Brown ensured that the Omaha Star kept the community apprised of national issues, especially the civil rights movement's successes and failures across the country and throughout the city. Journalists researched the issues and presented the facts to its readers, and then urged involvement, but it also provided a voice and a face for the community in general.

In 2007, the City of Omaha unanimously approved a community development block grant to fund a $40,000 renovation for the building. During the renovation, the building's hallmark 1940s sign was temporarily taken down for refurbishing. The sign features the newspaper's name, a map of Africa and a large star that lights up at night.
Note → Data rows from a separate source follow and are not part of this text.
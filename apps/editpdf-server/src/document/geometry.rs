//! Coordinate contract
//!
//! Three spaces are involved when a page is edited:
//!
//! - **User space**: the PDF's own coordinates, origin at the bottom-left of
//!   the media box, y growing upward. Content streams speak this.
//! - **Page space**: what clients see. Origin at the top-left corner of the
//!   page as displayed (crop box, `/Rotate` applied), y growing downward,
//!   units in points. Every coordinate in the HTTP API is page space.
//! - **Pixel space**: a rendered raster at some scale. Only the presentation
//!   layer converts to and from pixels; the helpers here exist so it can do so
//!   consistently with the renderer.

use serde::Serialize;

/// 2D affine transform in PDF notation `[a b c d e f]`.
///
/// Points are row vectors: `x' = a*x + c*y + e`, `y' = b*x + d*y + f`.
/// `m.then(&n)` applies `m` first and `n` second, which matches how PDF
/// composes `cm` with the current transformation matrix.
#[derive(Debug, Clone, Copy, PartialEq)]
pub struct Matrix {
    pub a: f64,
    pub b: f64,
    pub c: f64,
    pub d: f64,
    pub e: f64,
    pub f: f64,
}

impl Matrix {
    pub const IDENTITY: Matrix = Matrix {
        a: 1.0,
        b: 0.0,
        c: 0.0,
        d: 1.0,
        e: 0.0,
        f: 0.0,
    };

    pub fn new(a: f64, b: f64, c: f64, d: f64, e: f64, f: f64) -> Self {
        Self { a, b, c, d, e, f }
    }

    pub fn translate(tx: f64, ty: f64) -> Self {
        Self::new(1.0, 0.0, 0.0, 1.0, tx, ty)
    }

    pub fn scale(sx: f64, sy: f64) -> Self {
        Self::new(sx, 0.0, 0.0, sy, 0.0, 0.0)
    }

    /// Compose: apply `self`, then `next`.
    pub fn then(&self, next: &Matrix) -> Matrix {
        Matrix {
            a: self.a * next.a + self.b * next.c,
            b: self.a * next.b + self.b * next.d,
            c: self.c * next.a + self.d * next.c,
            d: self.c * next.b + self.d * next.d,
            e: self.e * next.a + self.f * next.c + next.e,
            f: self.e * next.b + self.f * next.d + next.f,
        }
    }

    pub fn apply(&self, x: f64, y: f64) -> (f64, f64) {
        (
            self.a * x + self.c * y + self.e,
            self.b * x + self.d * y + self.f,
        )
    }

    pub fn determinant(&self) -> f64 {
        self.a * self.d - self.b * self.c
    }

    pub fn invert(&self) -> Option<Matrix> {
        let det = self.determinant();
        if det.abs() < 1e-12 || !det.is_finite() {
            return None;
        }
        Some(Matrix {
            a: self.d / det,
            b: -self.b / det,
            c: -self.c / det,
            d: self.a / det,
            e: (self.c * self.f - self.d * self.e) / det,
            f: (self.b * self.e - self.a * self.f) / det,
        })
    }

    /// Length of the transformed unit y vector. Used as the effective
    /// vertical scale of text.
    pub fn vertical_scale(&self) -> f64 {
        (self.c * self.c + self.d * self.d).sqrt()
    }

    /// True when both matrices share the same linear part (rotation, scale,
    /// skew), ignoring translation.
    pub fn same_orientation(&self, other: &Matrix) -> bool {
        const EPS: f64 = 1e-3;
        let scale = self.a.abs().max(self.d.abs()).max(1.0);
        (self.a - other.a).abs() <= EPS * scale
            && (self.b - other.b).abs() <= EPS * scale
            && (self.c - other.c).abs() <= EPS * scale
            && (self.d - other.d).abs() <= EPS * scale
    }

    pub fn to_array(&self) -> [f64; 6] {
        [self.a, self.b, self.c, self.d, self.e, self.f]
    }
}

impl Default for Matrix {
    fn default() -> Self {
        Self::IDENTITY
    }
}

/// Axis-aligned rectangle `(x0, y0)`-`(x1, y1)` with `x0 <= x1`, `y0 <= y1`.
#[derive(Debug, Clone, Copy, PartialEq, Serialize)]
pub struct Rect {
    pub x0: f64,
    pub y0: f64,
    pub x1: f64,
    pub y1: f64,
}

impl Rect {
    pub fn new(x0: f64, y0: f64, x1: f64, y1: f64) -> Self {
        Self {
            x0: x0.min(x1),
            y0: y0.min(y1),
            x1: x0.max(x1),
            y1: y0.max(y1),
        }
    }

    pub fn width(&self) -> f64 {
        self.x1 - self.x0
    }

    pub fn height(&self) -> f64 {
        self.y1 - self.y0
    }

    pub fn is_empty(&self) -> bool {
        !(self.width() > 0.0 && self.height() > 0.0)
    }

    /// Bounding box of this rectangle after an affine transform.
    pub fn transform(&self, m: &Matrix) -> Rect {
        let corners = [
            m.apply(self.x0, self.y0),
            m.apply(self.x1, self.y0),
            m.apply(self.x0, self.y1),
            m.apply(self.x1, self.y1),
        ];
        let mut out = Rect {
            x0: f64::INFINITY,
            y0: f64::INFINITY,
            x1: f64::NEG_INFINITY,
            y1: f64::NEG_INFINITY,
        };
        for (x, y) in corners {
            out.x0 = out.x0.min(x);
            out.y0 = out.y0.min(y);
            out.x1 = out.x1.max(x);
            out.y1 = out.y1.max(y);
        }
        out
    }

    pub fn union(&self, other: &Rect) -> Rect {
        Rect {
            x0: self.x0.min(other.x0),
            y0: self.y0.min(other.y0),
            x1: self.x1.max(other.x1),
            y1: self.y1.max(other.y1),
        }
    }

    /// Intersect with `[0, width] x [0, height]`. Returns `None` when nothing
    /// of the rectangle remains on the page.
    pub fn clamp_to(&self, width: f64, height: f64) -> Option<Rect> {
        let clamped = Rect {
            x0: self.x0.max(0.0),
            y0: self.y0.max(0.0),
            x1: self.x1.min(width),
            y1: self.y1.min(height),
        };
        if clamped.is_empty() {
            None
        } else {
            Some(clamped)
        }
    }

    /// Round each coordinate to two decimals for stable JSON output.
    pub fn rounded(&self) -> Rect {
        Rect {
            x0: round2(self.x0),
            y0: round2(self.y0),
            x1: round2(self.x1),
            y1: round2(self.y1),
        }
    }

    pub fn to_array(&self) -> [f64; 4] {
        [self.x0, self.y0, self.x1, self.y1]
    }
}

pub fn round2(v: f64) -> f64 {
    (v * 100.0).round() / 100.0
}

/// Place a box of `width` x `height` at `(x, y)` so it stays on the page when
/// it fits. Boxes larger than the page are pinned to the origin on that axis.
pub fn clamp_origin(x: f64, y: f64, width: f64, height: f64, page_w: f64, page_h: f64) -> (f64, f64) {
    let clamp_axis = |v: f64, size: f64, limit: f64| {
        if size >= limit {
            0.0
        } else {
            v.clamp(0.0, limit - size)
        }
    };
    (clamp_axis(x, width, page_w), clamp_axis(y, height, page_h))
}

/// Geometry of one page: the visible box in user space plus its rotation.
#[derive(Debug, Clone, Copy, PartialEq)]
pub struct PageGeometry {
    /// Crop box (or media box) in user space.
    pub bounds: Rect,
    /// Clockwise display rotation, one of 0, 90, 180, 270.
    pub rotation: u16,
}

impl PageGeometry {
    pub fn new(bounds: Rect, rotation: i64) -> Self {
        let rotation = rotation.rem_euclid(360);
        // Non-right-angle rotations are invalid PDF; round to the nearest.
        let rotation = (((rotation + 45) / 90) * 90 % 360) as u16;
        Self { bounds, rotation }
    }

    /// Width of the page as displayed, in points.
    pub fn width(&self) -> f64 {
        match self.rotation {
            90 | 270 => self.bounds.height(),
            _ => self.bounds.width(),
        }
    }

    /// Height of the page as displayed, in points.
    pub fn height(&self) -> f64 {
        match self.rotation {
            90 | 270 => self.bounds.width(),
            _ => self.bounds.height(),
        }
    }

    /// Transform from PDF user space to page space.
    pub fn user_to_page(&self) -> Matrix {
        let bw = self.bounds.width();
        let bh = self.bounds.height();
        let flip = Matrix::new(1.0, 0.0, 0.0, -1.0, -self.bounds.x0, self.bounds.y1);
        let rotate = match self.rotation {
            90 => Matrix::new(0.0, 1.0, -1.0, 0.0, bh, 0.0),
            180 => Matrix::new(-1.0, 0.0, 0.0, -1.0, bw, bh),
            270 => Matrix::new(0.0, -1.0, 1.0, 0.0, 0.0, bw),
            _ => Matrix::IDENTITY,
        };
        flip.then(&rotate)
    }

    /// Transform from page space back to PDF user space.
    pub fn page_to_user(&self) -> Matrix {
        // user_to_page is a flip plus a right-angle rotation, always invertible
        self.user_to_page().invert().unwrap_or(Matrix::IDENTITY)
    }

    /// Transform from page space to pixel space for a render at `scale`.
    pub fn page_to_pixels(&self, scale: f64) -> Matrix {
        Matrix::scale(scale, scale)
    }

    /// Pixel dimensions of a render at `scale`.
    pub fn pixel_size(&self, scale: f64) -> (u32, u32) {
        (
            (self.width() * scale).round().max(1.0) as u32,
            (self.height() * scale).round().max(1.0) as u32,
        )
    }
}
Dr. Marguerita Washington, Mildred Brown's niece, ran the paper from her aunt's death in 1989 until her own death in 2016. Speaking of the NRHP designation, Dr. Washington said, "I wanted it in recognition for my aunt because of all that hard work she did in the community." The building is owned by the Mildred D. Brown Memorial Study Center, which also currently owns The Omaha Star as well.

The city dedicated the Mildred Brown Memorial Strolling Park in May 2008 next to the Omaha Star Building. Constructed as a service learning project by students from the Metropolitan Community College, the park includes walkways and planting beds.